**Data extracts:**
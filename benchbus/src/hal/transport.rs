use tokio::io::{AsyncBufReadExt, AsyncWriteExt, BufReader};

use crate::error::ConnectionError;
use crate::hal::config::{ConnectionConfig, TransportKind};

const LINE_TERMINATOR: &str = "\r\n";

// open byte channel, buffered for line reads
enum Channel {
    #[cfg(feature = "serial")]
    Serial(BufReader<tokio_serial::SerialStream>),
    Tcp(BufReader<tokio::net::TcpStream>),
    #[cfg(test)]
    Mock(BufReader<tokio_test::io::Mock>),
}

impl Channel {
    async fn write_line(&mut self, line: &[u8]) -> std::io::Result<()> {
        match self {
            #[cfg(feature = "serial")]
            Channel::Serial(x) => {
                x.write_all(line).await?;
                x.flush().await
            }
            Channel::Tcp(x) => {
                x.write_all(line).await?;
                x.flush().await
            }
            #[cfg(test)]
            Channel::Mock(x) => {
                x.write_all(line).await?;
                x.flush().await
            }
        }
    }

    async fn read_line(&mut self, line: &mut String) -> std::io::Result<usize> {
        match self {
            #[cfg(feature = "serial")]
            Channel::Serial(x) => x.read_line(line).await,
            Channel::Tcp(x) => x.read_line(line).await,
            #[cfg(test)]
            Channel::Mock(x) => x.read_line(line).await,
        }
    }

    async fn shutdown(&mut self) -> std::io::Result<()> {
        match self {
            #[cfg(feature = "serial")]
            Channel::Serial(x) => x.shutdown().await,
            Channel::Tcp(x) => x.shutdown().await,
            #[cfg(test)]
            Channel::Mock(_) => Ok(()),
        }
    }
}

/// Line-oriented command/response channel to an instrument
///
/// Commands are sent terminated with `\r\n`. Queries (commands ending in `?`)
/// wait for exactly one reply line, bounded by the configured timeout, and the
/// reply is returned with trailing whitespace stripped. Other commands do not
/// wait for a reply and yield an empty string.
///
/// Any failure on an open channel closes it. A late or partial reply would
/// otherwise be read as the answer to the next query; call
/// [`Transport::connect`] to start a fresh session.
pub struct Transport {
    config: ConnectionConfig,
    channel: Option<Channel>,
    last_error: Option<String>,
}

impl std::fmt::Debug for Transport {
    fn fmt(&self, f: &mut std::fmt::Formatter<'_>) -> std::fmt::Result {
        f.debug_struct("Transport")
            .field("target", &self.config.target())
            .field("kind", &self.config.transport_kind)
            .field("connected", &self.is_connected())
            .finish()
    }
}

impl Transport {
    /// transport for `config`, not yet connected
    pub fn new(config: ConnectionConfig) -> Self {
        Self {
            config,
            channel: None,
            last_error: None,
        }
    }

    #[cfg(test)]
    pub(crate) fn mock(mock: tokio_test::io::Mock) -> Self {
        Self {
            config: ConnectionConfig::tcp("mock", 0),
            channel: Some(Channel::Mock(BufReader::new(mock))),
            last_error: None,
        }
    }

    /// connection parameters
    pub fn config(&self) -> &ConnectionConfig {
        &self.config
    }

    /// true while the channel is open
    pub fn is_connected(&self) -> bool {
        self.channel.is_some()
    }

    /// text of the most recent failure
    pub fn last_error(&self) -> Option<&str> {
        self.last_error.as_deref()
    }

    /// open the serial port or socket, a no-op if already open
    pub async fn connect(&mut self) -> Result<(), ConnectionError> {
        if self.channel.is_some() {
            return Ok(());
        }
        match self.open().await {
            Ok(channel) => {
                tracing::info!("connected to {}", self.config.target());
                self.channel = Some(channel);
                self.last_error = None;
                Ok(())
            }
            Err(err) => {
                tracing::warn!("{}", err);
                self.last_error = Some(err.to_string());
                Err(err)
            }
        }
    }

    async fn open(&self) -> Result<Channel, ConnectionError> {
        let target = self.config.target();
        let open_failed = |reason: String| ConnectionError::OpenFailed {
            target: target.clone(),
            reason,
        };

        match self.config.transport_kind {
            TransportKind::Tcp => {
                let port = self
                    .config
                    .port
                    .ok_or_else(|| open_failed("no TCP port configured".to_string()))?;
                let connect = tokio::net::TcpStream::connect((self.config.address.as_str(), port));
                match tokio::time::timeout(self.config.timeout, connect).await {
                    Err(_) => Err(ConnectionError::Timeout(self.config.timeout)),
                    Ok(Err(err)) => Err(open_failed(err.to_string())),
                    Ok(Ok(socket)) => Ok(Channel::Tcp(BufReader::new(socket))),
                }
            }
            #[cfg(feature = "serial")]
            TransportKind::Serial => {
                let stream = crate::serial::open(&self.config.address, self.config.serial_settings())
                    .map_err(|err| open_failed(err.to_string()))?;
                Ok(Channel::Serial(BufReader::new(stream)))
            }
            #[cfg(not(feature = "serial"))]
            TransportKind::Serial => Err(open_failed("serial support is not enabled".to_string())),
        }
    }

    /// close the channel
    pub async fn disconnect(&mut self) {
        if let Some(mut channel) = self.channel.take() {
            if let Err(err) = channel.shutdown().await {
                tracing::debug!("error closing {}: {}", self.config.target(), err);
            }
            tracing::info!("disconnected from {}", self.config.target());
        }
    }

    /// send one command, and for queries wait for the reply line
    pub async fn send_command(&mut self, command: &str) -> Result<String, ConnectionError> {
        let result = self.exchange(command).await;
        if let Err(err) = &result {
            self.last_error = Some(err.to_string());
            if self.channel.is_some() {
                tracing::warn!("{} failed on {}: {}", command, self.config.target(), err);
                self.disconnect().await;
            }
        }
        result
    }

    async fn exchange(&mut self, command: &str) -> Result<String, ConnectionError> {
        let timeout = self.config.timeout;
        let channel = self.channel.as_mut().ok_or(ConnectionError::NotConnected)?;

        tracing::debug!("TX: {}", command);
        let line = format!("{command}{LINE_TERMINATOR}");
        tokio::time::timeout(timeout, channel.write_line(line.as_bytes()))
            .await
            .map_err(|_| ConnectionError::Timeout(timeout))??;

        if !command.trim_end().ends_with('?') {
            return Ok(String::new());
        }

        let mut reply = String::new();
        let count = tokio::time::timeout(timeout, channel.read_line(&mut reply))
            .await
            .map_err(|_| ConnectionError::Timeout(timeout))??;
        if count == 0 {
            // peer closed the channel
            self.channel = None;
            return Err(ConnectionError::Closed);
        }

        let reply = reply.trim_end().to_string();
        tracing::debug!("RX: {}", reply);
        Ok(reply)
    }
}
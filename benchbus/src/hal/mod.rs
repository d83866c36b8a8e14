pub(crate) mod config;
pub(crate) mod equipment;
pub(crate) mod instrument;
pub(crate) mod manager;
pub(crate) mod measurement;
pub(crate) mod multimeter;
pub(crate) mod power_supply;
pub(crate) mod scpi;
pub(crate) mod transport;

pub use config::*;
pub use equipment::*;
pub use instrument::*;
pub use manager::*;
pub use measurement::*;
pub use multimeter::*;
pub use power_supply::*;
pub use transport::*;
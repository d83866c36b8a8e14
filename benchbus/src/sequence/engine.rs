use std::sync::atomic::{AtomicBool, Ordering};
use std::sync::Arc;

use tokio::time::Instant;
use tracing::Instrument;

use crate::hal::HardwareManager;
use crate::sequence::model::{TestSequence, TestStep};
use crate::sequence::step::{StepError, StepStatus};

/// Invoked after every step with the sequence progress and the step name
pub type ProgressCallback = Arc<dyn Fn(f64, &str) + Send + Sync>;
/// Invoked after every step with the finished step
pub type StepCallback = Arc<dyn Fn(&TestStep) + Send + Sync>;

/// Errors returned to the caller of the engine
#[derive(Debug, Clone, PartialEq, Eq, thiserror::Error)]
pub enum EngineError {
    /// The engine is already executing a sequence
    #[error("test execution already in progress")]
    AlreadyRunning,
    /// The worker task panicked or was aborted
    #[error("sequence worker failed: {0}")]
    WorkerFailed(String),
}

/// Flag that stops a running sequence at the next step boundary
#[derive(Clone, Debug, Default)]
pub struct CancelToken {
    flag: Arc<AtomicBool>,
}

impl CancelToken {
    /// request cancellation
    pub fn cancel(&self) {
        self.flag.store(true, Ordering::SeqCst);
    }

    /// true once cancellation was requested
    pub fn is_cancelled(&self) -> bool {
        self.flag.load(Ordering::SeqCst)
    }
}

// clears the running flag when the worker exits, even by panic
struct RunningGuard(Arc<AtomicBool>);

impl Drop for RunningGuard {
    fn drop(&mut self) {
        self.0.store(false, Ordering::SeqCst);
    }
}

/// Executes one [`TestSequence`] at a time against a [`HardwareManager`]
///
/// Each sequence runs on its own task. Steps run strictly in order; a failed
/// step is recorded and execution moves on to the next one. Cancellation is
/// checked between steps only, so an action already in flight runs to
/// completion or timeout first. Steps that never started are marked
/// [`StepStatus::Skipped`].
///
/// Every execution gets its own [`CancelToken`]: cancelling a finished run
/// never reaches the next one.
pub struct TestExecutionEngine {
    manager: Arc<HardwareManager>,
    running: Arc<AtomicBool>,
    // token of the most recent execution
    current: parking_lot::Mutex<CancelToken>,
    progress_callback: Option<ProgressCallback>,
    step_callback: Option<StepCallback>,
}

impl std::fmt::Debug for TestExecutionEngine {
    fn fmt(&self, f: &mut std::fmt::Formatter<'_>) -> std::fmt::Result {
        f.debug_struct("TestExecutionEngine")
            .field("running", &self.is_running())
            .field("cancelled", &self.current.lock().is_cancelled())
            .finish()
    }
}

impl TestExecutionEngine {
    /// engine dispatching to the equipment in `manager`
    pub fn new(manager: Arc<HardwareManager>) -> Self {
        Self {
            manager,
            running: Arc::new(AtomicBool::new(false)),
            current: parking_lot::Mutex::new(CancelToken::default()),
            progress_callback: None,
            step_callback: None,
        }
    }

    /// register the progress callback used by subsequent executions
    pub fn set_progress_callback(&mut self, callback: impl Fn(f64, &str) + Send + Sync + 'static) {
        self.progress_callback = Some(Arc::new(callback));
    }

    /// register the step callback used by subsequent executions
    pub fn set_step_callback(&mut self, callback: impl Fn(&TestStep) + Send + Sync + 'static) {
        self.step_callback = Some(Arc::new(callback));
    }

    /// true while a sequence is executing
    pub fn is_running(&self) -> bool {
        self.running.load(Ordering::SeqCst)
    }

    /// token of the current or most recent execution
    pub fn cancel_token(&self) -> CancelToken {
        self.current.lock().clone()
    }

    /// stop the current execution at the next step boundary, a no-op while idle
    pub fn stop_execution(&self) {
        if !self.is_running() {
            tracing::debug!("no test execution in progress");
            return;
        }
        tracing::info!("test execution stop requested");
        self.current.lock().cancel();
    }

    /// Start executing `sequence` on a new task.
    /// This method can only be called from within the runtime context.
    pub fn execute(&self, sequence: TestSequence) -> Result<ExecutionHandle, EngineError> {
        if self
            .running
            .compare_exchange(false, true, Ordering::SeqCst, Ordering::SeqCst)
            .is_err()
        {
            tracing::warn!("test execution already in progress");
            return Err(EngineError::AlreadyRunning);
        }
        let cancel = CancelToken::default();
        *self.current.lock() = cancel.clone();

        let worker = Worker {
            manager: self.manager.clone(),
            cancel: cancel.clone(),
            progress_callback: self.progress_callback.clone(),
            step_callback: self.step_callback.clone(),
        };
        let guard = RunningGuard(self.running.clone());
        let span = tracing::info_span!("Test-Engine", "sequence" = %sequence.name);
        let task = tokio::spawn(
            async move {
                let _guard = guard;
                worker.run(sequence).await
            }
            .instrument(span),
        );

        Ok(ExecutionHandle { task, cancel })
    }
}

**Task brief:** In the material above, each line with the word "type" should be copied.

**Result of the task:**
pub type ProgressCallback = Arc<dyn Fn(f64, &str) + Send + Sync>;
pub type StepCallback = Arc<dyn Fn(&TestStep) + Send + Sync>;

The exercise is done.